Setelah sampai di Tanah Tinggi, saya tanya ke Bapak pedagang es cendol, "Beh, masuk stasiun lewat mana yak?" Dia sedikit kebingungan, "Stasiun sih masih jauh, Den.." Saya lihat peta lagi. "Ini stasiun Tanah Tinggi di mana, Beh?"

"Ooooh.. Itu noh stasiunnya." Si Babeh menunjuk sebuah bangunan yang gelap. "Tapi kan belum aktif, Den. Belum dipake," jelasnya lagi. Saya melongo. Antara Apple yang bikin peta nggak beres, atau memang selangkah maju di depan (tempatnya udah ada duluan di maps daripada di dunia nyata). "Naek angkot aja, Den.. Jauh!" saran si Bapak bersemangat penuh keyakinan.

Setelah salaman, cium tangan, cium pipi kiri pipi kanan, berpelukan 30 detik, menyeka air mata bahagia, dan berterima kasih, saya berlalu sambil dadah-dadah ke Bapak pedagang cendol (lebay dot com). Naik angkot dari Tanah Tinggi ke Batu Ceper makan waktu tak sampai 10 menit. Yang bikin jadi 20 menit, adalah tamabahan 10 menit ngetem.

Di Batu Ceper, saya beli karcis seharga Rp 7500. Menurut peta (kayak Dora aja), saya bisa berhenti di Stasiun Kota, dan rencananya lanjut naik Trans Jakarta jurusan Blok M. Tapi selidik punya selidik, Commuter Line hanya berhenti sampai stasiun Duri, untuk selanjutnya saya harus sambung lagi ke Manggarai, terus sambung lagi ke Stasiun Kota.

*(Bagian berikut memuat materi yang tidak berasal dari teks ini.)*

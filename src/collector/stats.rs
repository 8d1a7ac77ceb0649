//! Channel statistics collection.

use chrono::{DateTime, Utc};
use futures_util::StreamExt;
use tracing::info;

use crate::models::ChannelSnapshot;
use crate::source::{ChannelHandle, ChannelSource, SourceError};

/// Collect the channel statistics snapshot.
///
/// Returns the resolved channel together with the snapshot so the caller can
/// reuse it for the post listing.
///
/// # Errors
///
/// Returns an error if the channel cannot be resolved or any request fails.
pub async fn collect_stats<S>(
    source: &S,
    username: &str,
    collected_at: DateTime<Utc>,
) -> Result<(ChannelHandle, ChannelSnapshot), SourceError>
where
    S: ChannelSource + ?Sized,
{
    info!(channel = %username, "Collecting channel stats");

    let channel = source.resolve(username).await?;
    let info = source.extended_info(&channel).await?;

    // Message ids are sequential, so the newest id stands in for a post count.
    let latest = {
        let mut newest = source.recent_messages(&channel, 1);
        newest.next().await.transpose()?
    };
    let (approximate_post_count, last_post_time) = latest.map_or((0, None), |message| {
        (u64::try_from(message.id).unwrap_or(0), message.date)
    });

    let snapshot = ChannelSnapshot {
        channel_id: channel.id,
        username: username.to_string(),
        title: channel.title.clone(),
        subscriber_count: info
            .subscriber_count
            .and_then(|count| u64::try_from(count).ok())
            .unwrap_or(0),
        approximate_post_count,
        last_post_time,
        collected_at,
    };

    info!(
        subscribers = snapshot.subscriber_count,
        approx_posts = snapshot.approximate_post_count,
        "Stats collected"
    );

    Ok((channel, snapshot))
}
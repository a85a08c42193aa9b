//! Barber panel API (session-authenticated).
//!
//! Every handler re-checks that the session's person is still a barber and
//! only touches entries of that barber's queue.

use axum::{
    Json,
    extract::{Path, State, rejection::JsonRejection},
};
use serde::{Deserialize, Serialize};

use barberq_core::{NotifyLinks, QueueStatus};

use super::{Listing, parse_entry_id};
use crate::error::{AppError, Result};
use crate::middleware::RequireBarber;
use crate::models::QueueItem;
use crate::services::queue::NotifyRequest;
use crate::state::AppState;

/// Body of `PATCH /api/barber/queue/{id}`.
#[derive(Debug, Deserialize)]
pub struct StatusUpdate {
    pub status: Option<String>,
}

#[derive(Debug, Serialize)]
pub struct EntryResponse {
    pub entry: QueueItem,
}

#[derive(Debug, Serialize)]
pub struct ClearResponse {
    pub success: bool,
    pub entries_deleted: u64,
    pub persons_deleted: u64,
}

#[derive(Debug, Serialize)]
pub struct RemoveResponse {
    pub success: bool,
}

#[derive(Debug, Serialize)]
pub struct NotifyResponse {
    pub success: bool,
    #[serde(flatten)]
    pub links: NotifyLinks,
}

/// The barber's queue, cancelled entries omitted.
///
/// # Route
///
/// `GET /api/barber/queue`
pub async fn list(
    State(state): State<AppState>,
    RequireBarber(barber): RequireBarber,
) -> Result<Json<Listing<QueueItem>>> {
    let service = state.queue();
    let barber_id = service.resolve_barber(&barber).await?;
    let queue = service.barber_queue(barber_id).await?;
    Ok(Json(Listing::new(queue, &state)))
}

/// Delete the whole queue.
///
/// # Route
///
/// `DELETE /api/barber/queue`
pub async fn clear(
    State(state): State<AppState>,
    RequireBarber(barber): RequireBarber,
) -> Result<Json<ClearResponse>> {
    let service = state.queue();
    let barber_id = service.resolve_barber(&barber).await?;
    let cleared = service.clear(barber_id).await?;
    Ok(Json(ClearResponse {
        success: true,
        entries_deleted: cleared.entries,
        persons_deleted: cleared.persons,
    }))
}

/// Change an entry's status.
///
/// # Route
///
/// `PATCH /api/barber/queue/{id}`
pub async fn update_status(
    State(state): State<AppState>,
    RequireBarber(barber): RequireBarber,
    Path(id): Path<String>,
    payload: std::result::Result<Json<StatusUpdate>, JsonRejection>,
) -> Result<Json<EntryResponse>> {
    let entry_id = parse_entry_id(&id)?;
    let Json(update) = payload?;
    let status = update
        .status
        .as_deref()
        .map(str::trim)
        .filter(|s| !s.is_empty())
        .ok_or_else(|| AppError::InvalidInput("status is required".to_string()))?
        .parse::<QueueStatus>()
        .map_err(AppError::InvalidInput)?;

    let service = state.queue();
    let barber_id = service.resolve_barber(&barber).await?;
    let entry = service.transition(barber_id, entry_id, status).await?;
    Ok(Json(EntryResponse { entry }))
}

/// Delete one entry.
///
/// # Route
///
/// `DELETE /api/barber/queue/{id}`
pub async fn remove(
    State(state): State<AppState>,
    RequireBarber(barber): RequireBarber,
    Path(id): Path<String>,
) -> Result<Json<RemoveResponse>> {
    let entry_id = parse_entry_id(&id)?;
    let service = state.queue();
    let barber_id = service.resolve_barber(&barber).await?;
    service.remove(barber_id, entry_id).await?;
    Ok(Json(RemoveResponse { success: true }))
}

/// WhatsApp links for calling a client.
///
/// # Route
///
/// `POST /api/barber/queue/{id}/notify`
pub async fn notify(
    State(state): State<AppState>,
    RequireBarber(barber): RequireBarber,
    Path(id): Path<String>,
    payload: std::result::Result<Json<NotifyRequest>, JsonRejection>,
) -> Result<Json<NotifyResponse>> {
    let entry_id = parse_entry_id(&id)?;
    let Json(request) = payload?;
    let service = state.queue();
    let barber_id = service.resolve_barber(&barber).await?;
    let links = service.notify(barber_id, entry_id, request).await?;
    Ok(Json(NotifyResponse {
        success: true,
        links,
    }))
}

Eits, tunggu dulu. Kalau sudah sampai stasiun Manggarai logikanya sudah dekat sekali dengan Karet. Saya cek peta lagi, setelah sebelumnya menghadap ke kamera dan berteriak, "Katakan peta! Katakan peta!"

Dari Duri, saya akan melewati Tanah Abang, Karet, dan.. Dukuh Atas!

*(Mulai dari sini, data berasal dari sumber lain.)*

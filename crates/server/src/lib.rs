//! Barber Queue server library.
//!
//! This crate provides the HTTP API as a library, allowing it to be tested
//! and reused by the CLI.

#![cfg_attr(not(test), forbid(unsafe_code))]

pub mod config;
pub mod db;
pub mod error;
pub mod middleware;
pub mod models;
pub mod routes;
pub mod services;
pub mod state;

use axum::Router;
use tower_http::trace::{DefaultOnResponse, OnResponse, TraceLayer};
use tower_sessions::SessionManagerLayer;
use tower_sessions_sqlx_store::PostgresStore;
use tracing::Span;

use state::AppState;

/// Build the application router with its middleware stack.
///
/// Sentry layers are added by the binary, outside this stack.
pub fn app(state: AppState, session_layer: SessionManagerLayer<PostgresStore>) -> Router {
    routes::routes()
        .layer(axum::middleware::from_fn(
            middleware::security_headers_middleware,
        ))
        .layer(session_layer)
        .layer(axum::middleware::from_fn(middleware::request_id_middleware))
        .layer(
            TraceLayer::new_for_http()
                .make_span_with(|request: &axum::http::Request<_>| {
                    tracing::info_span!(
                        "http_request",
                        method = %request.method(),
                        uri = %request.uri(),
                        request_id = tracing::field::Empty,
                        status = tracing::field::Empty,
                        latency_ms = tracing::field::Empty,
                    )
                })
                .on_response(
                    |response: &axum::http::Response<_>,
                     latency: std::time::Duration,
                     span: &Span| {
                        span.record("status", response.status().as_u16());
                        span.record(
                            "latency_ms",
                            u64::try_from(latency.as_millis()).unwrap_or(u64::MAX),
                        );
                        DefaultOnResponse::default().on_response(response, latency, span);
                    },
                ),
        )
        .with_state(state)
}
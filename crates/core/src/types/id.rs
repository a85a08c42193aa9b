//! Newtype IDs for type-safe entity references.
//!
//! Use the `define_id!` macro to create ID wrappers so a person ID can never
//! be passed where a queue entry ID is expected.

/// Error returned when an ID cannot be parsed from text (e.g. a URL path segment).
#[derive(thiserror::Error, Debug, Clone, PartialEq, Eq)]
#[error("invalid id: {input:?}")]
pub struct IdParseError {
    /// The rejected input.
    pub input: String,
}

/// Macro to define a type-safe ID wrapper.
///
/// Creates a newtype wrapper around `i32` with:
/// - `Serialize`/`Deserialize` with `#[serde(transparent)]`
/// - `Debug`, `Clone`, `Copy`, `PartialEq`, `Eq`, `Hash`, `Ord`
/// - Conversion methods: `new()`, `as_i32()`
/// - `FromStr` accepting positive decimal integers only
/// - `sqlx` `Type`, `Encode`, and `Decode` implementations (with `postgres` feature)
///
/// # Example
///
/// ```rust
/// # use barberq_core::define_id;
/// define_id!(ChairId);
///
/// let chair: ChairId = "7".parse().unwrap();
/// assert_eq!(chair.as_i32(), 7);
/// assert!("-1".parse::<ChairId>().is_err());
/// ```
#[macro_export]
macro_rules! define_id {
    ($name:ident) => {
        #[derive(
            Debug,
            Clone,
            Copy,
            PartialEq,
            Eq,
            PartialOrd,
            Ord,
            Hash,
            ::serde::Serialize,
            ::serde::Deserialize
        )]
        #[serde(transparent)]
        pub struct $name(i32);

        impl $name {
            /// Create a new ID from an i32 value.
            #[must_use]
            pub const fn new(id: i32) -> Self {
                Self(id)
            }

            /// Get the underlying i32 value.
            #[must_use]
            pub const fn as_i32(&self) -> i32 {
                self.0
            }
        }

        impl ::core::fmt::Display for $name {
            fn fmt(&self, f: &mut ::core::fmt::Formatter<'_>) -> ::core::fmt::Result {
                write!(f, "{}", self.0)
            }
        }

        impl ::core::str::FromStr for $name {
            type Err = $crate::IdParseError;

            fn from_str(s: &str) -> ::core::result::Result<Self, Self::Err> {
                match s.trim().parse::<i32>() {
                    Ok(id) if id > 0 => Ok(Self(id)),
                    _ => Err($crate::IdParseError {
                        input: s.to_owned(),
                    }),
                }
            }
        }

        impl From<i32> for $name {
            fn from(id: i32) -> Self {
                Self(id)
            }
        }

        impl From<$name> for i32 {
            fn from(id: $name) -> Self {
                id.0
            }
        }

        #[cfg(feature = "postgres")]
        impl ::sqlx::Type<::sqlx::Postgres> for $name {
            fn type_info() -> ::sqlx::postgres::PgTypeInfo {
                <i32 as ::sqlx::Type<::sqlx::Postgres>>::type_info()
            }

            fn compatible(ty: &::sqlx::postgres::PgTypeInfo) -> bool {
                <i32 as ::sqlx::Type<::sqlx::Postgres>>::compatible(ty)
            }
        }

        #[cfg(feature = "postgres")]
        impl<'r> ::sqlx::Decode<'r, ::sqlx::Postgres> for $name {
            fn decode(
                value: ::sqlx::postgres::PgValueRef<'r>,
            ) -> ::core::result::Result<Self, ::sqlx::error::BoxDynError> {
                let id = <i32 as ::sqlx::Decode<::sqlx::Postgres>>::decode(value)?;
                Ok(Self(id))
            }
        }

        #[cfg(feature = "postgres")]
        impl ::sqlx::Encode<'_, ::sqlx::Postgres> for $name {
            fn encode_by_ref(
                &self,
                buf: &mut ::sqlx::postgres::PgArgumentBuffer,
            ) -> ::std::result::Result<::sqlx::encode::IsNull, ::sqlx::error::BoxDynError> {
                <i32 as ::sqlx::Encode<::sqlx::Postgres>>::encode_by_ref(&self.0, buf)
            }
        }
    };
}

define_id!(PersonId);
define_id!(QueueEntryId);

#[cfg(test)]
#[allow(clippy::unwrap_used)]
mod tests {
    use super::*;

    #[test]
    fn test_parse_positive_id() {
        let id: QueueEntryId = "42".parse().unwrap();
        assert_eq!(id, QueueEntryId::new(42));
        assert_eq!(id.to_string(), "42");
    }

    #[test]
    fn test_parse_rejects_garbage() {
        assert!("abc".parse::<QueueEntryId>().is_err());
        assert!("".parse::<QueueEntryId>().is_err());
        assert!("0".parse::<PersonId>().is_err());
        assert!("-3".parse::<PersonId>().is_err());
        assert!("1.5".parse::<PersonId>().is_err());
    }

    #[test]
    fn test_parse_error_keeps_input() {
        let err = "x1".parse::<QueueEntryId>().unwrap_err();
        assert_eq!(err.input, "x1");
        assert_eq!(err.to_string(), "invalid id: \"x1\"");
    }

    #[test]
    fn test_ids_order_by_value() {
        assert!(QueueEntryId::new(1) < QueueEntryId::new(2));
    }
}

Bingo! Dari Dukuh Atas tinggal ngeglundung aja kalo mau ke Setiabudi. Yak, bismillah. Semua rencana sepertinya sudah pas.

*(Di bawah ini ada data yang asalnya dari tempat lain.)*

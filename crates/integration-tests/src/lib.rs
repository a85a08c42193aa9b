//! Integration tests for Barber Queue.
//!
//! These tests exercise the queue service against a real `PostgreSQL`
//! database and are ignored by default.
//!
//! # Running Tests
//!
//! ```bash
//! export BARBERQ_TEST_DATABASE_URL=postgres://localhost/barberq_test
//! cargo test -p barberq-integration-tests -- --ignored
//! ```
//!
//! Every test creates its own barber and clients with unique emails and
//! identity subjects, so tests can share one database and run in parallel.

#![allow(clippy::unwrap_used, clippy::expect_used)]

use axum::Router;
use barberq_core::{Email, PersonId};
use barberq_server::config::{GoogleConfig, QueueConfig, ServerConfig};
use barberq_server::db::{self, PersonRepository};
use barberq_server::middleware::{create_session_layer, create_session_store};
use barberq_server::models::{CurrentBarber, session_keys};
use barberq_server::services::{QueueService, VerifiedIdentity};
use barberq_server::state::AppState;
use secrecy::SecretString;
use sqlx::PgPool;
use tower_sessions::SessionStore;
use tower_sessions::cookie::time::{Duration, OffsetDateTime};
use tower_sessions::session::{Id, Record};

/// Shared state for one test.
pub struct TestContext {
    pub pool: PgPool,
    pub settings: QueueConfig,
}

impl TestContext {
    /// Connect to the test database and bring its schema up to date.
    ///
    /// # Panics
    ///
    /// Panics if `BARBERQ_TEST_DATABASE_URL` is unset or the database is
    /// unreachable.
    pub async fn new() -> Self {
        let url = std::env::var("BARBERQ_TEST_DATABASE_URL")
            .expect("BARBERQ_TEST_DATABASE_URL must be set for integration tests");
        let pool = db::create_pool(&SecretString::from(url))
            .await
            .expect("connect to test database");
        db::run_migrations(&pool).await.expect("run migrations");

        Self {
            pool,
            settings: QueueConfig::default(),
        }
    }

    /// Queue service bound to this context.
    #[must_use]
    pub fn service(&self) -> QueueService<'_> {
        QueueService::new(&self.pool, &self.settings)
    }

    /// Create a barber with a unique email.
    pub async fn barber(&self, name: &str) -> (PersonId, Email) {
        let email = Email::parse(&format!("barber-{}@barbearia.test", uuid::Uuid::new_v4()))
            .expect("generated email is valid");
        let person = PersonRepository::new(&self.pool)
            .upsert_barber(&email, Some(name), None)
            .await
            .expect("create barber");
        (person.id, email)
    }
}

impl TestContext {
    /// The HTTP app wired to this context's database.
    ///
    /// Client tokens are never verified against a real provider here; tests
    /// drive barber routes through [`TestContext::barber_cookie`].
    pub async fn app(&self) -> Router {
        let store = create_session_store(&self.pool);
        store.migrate().await.expect("create session table");

        let config = ServerConfig {
            database_url: SecretString::from("postgres://unused"),
            host: "127.0.0.1".parse().expect("valid ip"),
            port: 3000,
            base_url: "http://localhost:3000".to_owned(),
            google: GoogleConfig {
                client_id: "client-id.apps.googleusercontent.com".to_owned(),
                client_secret: SecretString::from("GOCSPX-integration_client_value"),
            },
            firebase_api_key: SecretString::from("AIzaSyIntegrationKey"),
            queue: self.settings.clone(),
            barber_panel_path: "/painel-barbeiro".to_owned(),
            sentry_dsn: None,
            sentry_environment: None,
            sentry_sample_rate: 0.0,
            sentry_traces_sample_rate: 0.0,
        };
        let session_layer = create_session_layer(store, &config);
        barberq_server::app(AppState::new(config, self.pool.clone()), session_layer)
    }

    /// A `Cookie` header value for a session signed in as this barber.
    pub async fn barber_cookie(&self, id: PersonId, email: &Email) -> String {
        let barber = CurrentBarber {
            id,
            email: email.clone(),
            name: None,
        };
        let record = Record {
            id: Id::default(),
            data: [(
                session_keys::CURRENT_BARBER.to_owned(),
                serde_json::to_value(&barber).expect("serialize barber"),
            )]
            .into_iter()
            .collect(),
            expiry_date: OffsetDateTime::now_utc() + Duration::hours(1),
        };
        create_session_store(&self.pool)
            .save(&record)
            .await
            .expect("store session");
        format!("bq_session={}", record.id)
    }
}

/// A verified client identity with a unique subject and phone.
#[must_use]
pub fn client(name: &str) -> VerifiedIdentity {
    let uid = uuid::Uuid::new_v4().simple().to_string();
    // Digits only, unique enough per run
    let digits: String = uid
        .bytes()
        .map(|b| char::from(b'0' + b % 10))
        .take(9)
        .collect();

    VerifiedIdentity {
        uid: format!("firebase:{uid}"),
        phone: Some(format!("+55119{digits}")),
        email: None,
        display_name: Some(name.to_owned()),
    }
}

Di Batu Ceper saya datang jam 19:38, masih 22 menit lagi sebelum kereta tiba. Kereta sebelumnya jam 19:10. Artinya interval keberangkatannya berkisar 50-60 menit sekali. Lumayan cepat juga. Di Batu Ceper sepi. Hanya ada beberapa Ibu yang membawa anak-anaknya. Semuanya perempuan. Malam itu saya jadi manusia paling ganteng seantero peron. Jam 19:41, atau telat 3 menit, kereta jurusan Duri - Tangerang (arah sebaliknya) tiba.

Keretanya masih baru. Bagus. Ada AC. Bersih. Pintu terbuka hanya selama kurang lebih 12 detik. Untuk selanjutnya kereta akan jalan lagi. Saya mematung.

Wow, keren amat yak! Yah, walau telat-telat dikit, setidaknya masih oke lah. Rasanya pengen nangis juga, soalnya kalau dipikir-pikir lagi agak susah cari hal yang bisa dibanggakan dari negeri ini. Namun firasat saya bilang, kereta akan jadi sarana transportasi masa depan Indonesia, yang affordable, cepat, dan tentu : nyaman.

Kereta tiba jam 20:03, telat 3 menit. Saya masuk dan duduk. Kata orang-orang, naik kereta di hari kerja nerakanya minta ampun. Desak-desakan, kadang bermasalah di listrik, sehingga telat berjam-jam. Dan sejuta alasan lainnya. Dari Jakarta, ada 4 jalur KRL ke luar Jakarta meliputi Tangerang, Parung Panjang (masuk wilayah Jawa Barat), Depok (dan berlanjut ke Bogor), serta Bekasi. Setiap hari, ada 500ribu manusia yang menggunakan layanan ini. Bisa dibayangkan bukan betapa kusutnya manajemen di PT KAI?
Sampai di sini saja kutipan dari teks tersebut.